Richmond Adult Community College v McDougall [2008] EWCA Civ 4
Disability discrimination. The assessment of disability and the likelihood of disability recurring
M had suffered from psychological disorders but recovered after medical treatment. M was offered a job as a database assistant for the College. When the College learned of M’s medical history it withdrew the offer. M brought a disability discrimination claim.
The employment tribunal accepted that M had a mental impairment but held that she was not disabled within the meaning of section 1 of the Disability Discrimination Act 1995, as the impairment did not have a substantial and long-term adverse effect and there was no evidence that the condition was likely to recur.
The EAT reversed the decision, stating that the tribunal ought to have taken into account medical evidence between the date of the discrimination and the hearing of the claim, which showed a relapse.
The College appealed on the basis that when considering whether the effect of a medical condition was likely to recur the employer had to base its decision on the circumstances existing at that date, and that what actually happened after that date was not relevant to the tribunal’s decision.

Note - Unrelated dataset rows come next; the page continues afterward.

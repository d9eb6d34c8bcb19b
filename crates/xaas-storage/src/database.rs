//! Connection pool, schema creation and generic CRUD.

use std::str::FromStr;

use sqlx::Sqlite;
use sqlx::query::{Query, QueryAs};
use sqlx::sqlite::{SqliteArguments, SqliteConnectOptions, SqlitePool, SqlitePoolOptions};
use xaas_core::settings::DatabaseSettings;
use xaas_core::{Error, KeyKind, Model, ModelMeta, RecordKey, Result, SqlValue};

const SCHEMA: &str = include_str!("../migrations/0001_initial.sql");

/// Record store backed by a SQLite connection pool.
///
/// Cloning is cheap; clones share the pool.
#[derive(Debug, Clone)]
pub struct SqliteStore {
    pool: SqlitePool,
}

impl SqliteStore {
    /// Open a pool for the configured database URL with foreign keys
    /// enforced.
    ///
    /// In-memory databases are held on a single connection that is never
    /// recycled, otherwise each connection would see its own empty database.
    pub async fn connect(settings: &DatabaseSettings) -> Result<Self> {
        let options = SqliteConnectOptions::from_str(&settings.url)?.foreign_keys(true);
        let pool_options = if is_in_memory(&settings.url) {
            SqlitePoolOptions::new()
                .max_connections(1)
                .min_connections(1)
                .idle_timeout(None)
                .max_lifetime(None)
        } else {
            SqlitePoolOptions::new().max_connections(settings.max_connections.max(1))
        };
        let pool = pool_options.connect_with(options).await?;
        tracing::debug!(url = %settings.url, "Connected to database");
        Ok(Self { pool })
    }

    /// Shorthand for [`connect`](Self::connect) with default pool size.
    pub async fn connect_url(url: &str) -> Result<Self> {
        Self::connect(&DatabaseSettings {
            url: url.to_string(),
            max_connections: 5,
        })
        .await
    }

    /// The underlying pool.
    pub fn pool(&self) -> &SqlitePool {
        &self.pool
    }

    /// Create missing tables. Safe to run on every start.
    pub async fn migrate(&self) -> Result<()> {
        sqlx::raw_sql(SCHEMA).execute(&self.pool).await?;
        tracing::info!("Database schema is up to date");
        Ok(())
    }

    /// Close every connection of the pool.
    pub async fn close(&self) {
        self.pool.close().await;
    }

    /// Validate and store a new record. Auto-key records come back with
    /// their assigned id.
    pub async fn insert<M: Model>(&self, record: &M) -> Result<M> {
        let meta = M::meta();
        let mut record = record.clone();
        record.normalize();
        record.validate()?;

        let columns: Vec<&str> = meta.insert_columns().collect();
        let placeholders = vec!["?"; columns.len()].join(", ");
        let sql = format!(
            "INSERT INTO {} ({}) VALUES ({})",
            meta.table,
            columns.join(", "),
            placeholders
        );

        let mut query = sqlx::query(&sql);
        for value in record.values() {
            query = bind(query, value);
        }
        let done = query
            .execute(&self.pool)
            .await
            .map_err(|e| classify(e, meta))?;

        if meta.key_kind == KeyKind::Auto {
            record.assign_key(done.last_insert_rowid());
        }
        report_advisories(&record);
        tracing::info!(model = meta.model_name, key = %record.key(), "Created record");
        Ok(record)
    }

    /// Fetch one record by key.
    pub async fn get<M: Model>(&self, key: &RecordKey) -> Result<M> {
        let meta = M::meta();
        let sql = format!(
            "SELECT * FROM {} WHERE {} = ?",
            meta.table, meta.primary_key
        );
        let query = bind_as(sqlx::query_as::<_, M>(&sql), SqlValue::from(key));
        query
            .fetch_optional(&self.pool)
            .await?
            .ok_or_else(|| Error::not_found(meta.verbose_name, key))
    }

    /// All records of a model, ordered by key.
    pub async fn list<M: Model>(&self) -> Result<Vec<M>> {
        let meta = M::meta();
        let sql = format!(
            "SELECT * FROM {} ORDER BY {}",
            meta.table, meta.primary_key
        );
        Ok(sqlx::query_as::<_, M>(&sql).fetch_all(&self.pool).await?)
    }

    /// Validate and overwrite an existing record. The key itself is never
    /// changed.
    pub async fn update<M: Model>(&self, record: &M) -> Result<M> {
        let meta = M::meta();
        let mut record = record.clone();
        record.normalize();
        record.validate()?;

        let assignments: Vec<String> = meta
            .update_columns()
            .map(|column| format!("{column} = ?"))
            .collect();
        let sql = format!(
            "UPDATE {} SET {} WHERE {} = ?",
            meta.table,
            assignments.join(", "),
            meta.primary_key
        );

        let mut query = sqlx::query(&sql);
        for (field, value) in meta.fields.iter().zip(record.values()) {
            if field.column != meta.primary_key {
                query = bind(query, value);
            }
        }
        let key = record.key();
        query = bind(query, SqlValue::from(&key));

        let done = query
            .execute(&self.pool)
            .await
            .map_err(|e| classify(e, meta))?;
        if done.rows_affected() == 0 {
            return Err(Error::not_found(meta.verbose_name, &key));
        }
        report_advisories(&record);
        tracing::info!(model = meta.model_name, key = %key, "Updated record");
        Ok(record)
    }

    /// Delete one record by key. Dependent records are removed with it.
    pub async fn delete<M: Model>(&self, key: &RecordKey) -> Result<()> {
        let meta = M::meta();
        let sql = format!("DELETE FROM {} WHERE {} = ?", meta.table, meta.primary_key);
        let done = bind(sqlx::query(&sql), SqlValue::from(key))
            .execute(&self.pool)
            .await
            .map_err(|e| classify(e, meta))?;
        if done.rows_affected() == 0 {
            return Err(Error::not_found(meta.verbose_name, key));
        }
        tracing::info!(model = meta.model_name, key = %key, "Deleted record");
        Ok(())
    }
}

fn is_in_memory(url: &str) -> bool {
    url.contains(":memory:") || url.contains("mode=memory")
}

fn bind<'q>(
    query: Query<'q, Sqlite, SqliteArguments<'q>>,
    value: SqlValue,
) -> Query<'q, Sqlite, SqliteArguments<'q>> {
    match value {
        SqlValue::Text(s) => query.bind(s),
        SqlValue::Integer(i) => query.bind(i),
        SqlValue::NullableInteger(i) => query.bind(i),
        SqlValue::Timestamp(t) => query.bind(t),
    }
}

fn bind_as<'q, M>(
    query: QueryAs<'q, Sqlite, M, SqliteArguments<'q>>,
    value: SqlValue,
) -> QueryAs<'q, Sqlite, M, SqliteArguments<'q>> {
    match value {
        SqlValue::Text(s) => query.bind(s),
        SqlValue::Integer(i) => query.bind(i),
        SqlValue::NullableInteger(i) => query.bind(i),
        SqlValue::Timestamp(t) => query.bind(t),
    }
}

/// Map constraint failures to domain errors.
fn classify(err: sqlx::Error, meta: &ModelMeta) -> Error {
    if let sqlx::Error::Database(db) = &err {
        if db.is_unique_violation() {
            return Error::Conflict {
                model: meta.verbose_name.to_string(),
                message: db.message().to_string(),
            };
        }
        if db.is_foreign_key_violation() {
            return Error::Integrity {
                message: format!("{}: {}", meta.verbose_name, db.message()),
            };
        }
    }
    Error::Database(err)
}

fn report_advisories<M: Model>(record: &M) {
    for advisory in record.advisories() {
        tracing::warn!(model = M::meta().model_name, "{advisory}");
    }
}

The Court of Appeal allowed the appeal. On the facts, there was no evidence at the time of the decision that M’s condition was likely to recur. The tribunal should only consider evidence available at the relevant time.
Updated 20 March 2026
This case summary remains accurate as a description of the Court of Appeal’s decision in Richmond Adult Community College v McDougall [2008] EWCA Civ 4. However, readers should note an important legislative development: the Disability Discrimination Act 1995, under which this claim was brought, has been repealed and replaced by the Equality Act 2010. The definition of disability is now found in section 6 of and Schedule 1 to the Equality Act 2010, and the associated guidance on matters to be taken into account in determining questions relating to the definition of disability was updated in 2011. The core legal principle established in this case — that a tribunal assessing whether an impairment is likely to recur should consider only evidence available at the relevant time, not post-decision evidence of an actual relapse — is understood to remain good law under the 2010 Act framework, as the statutory language on recurrence is materially similar. Students should therefore read this case in the context of the Equality Act 2010 rather than the now-repealed 1995 Act.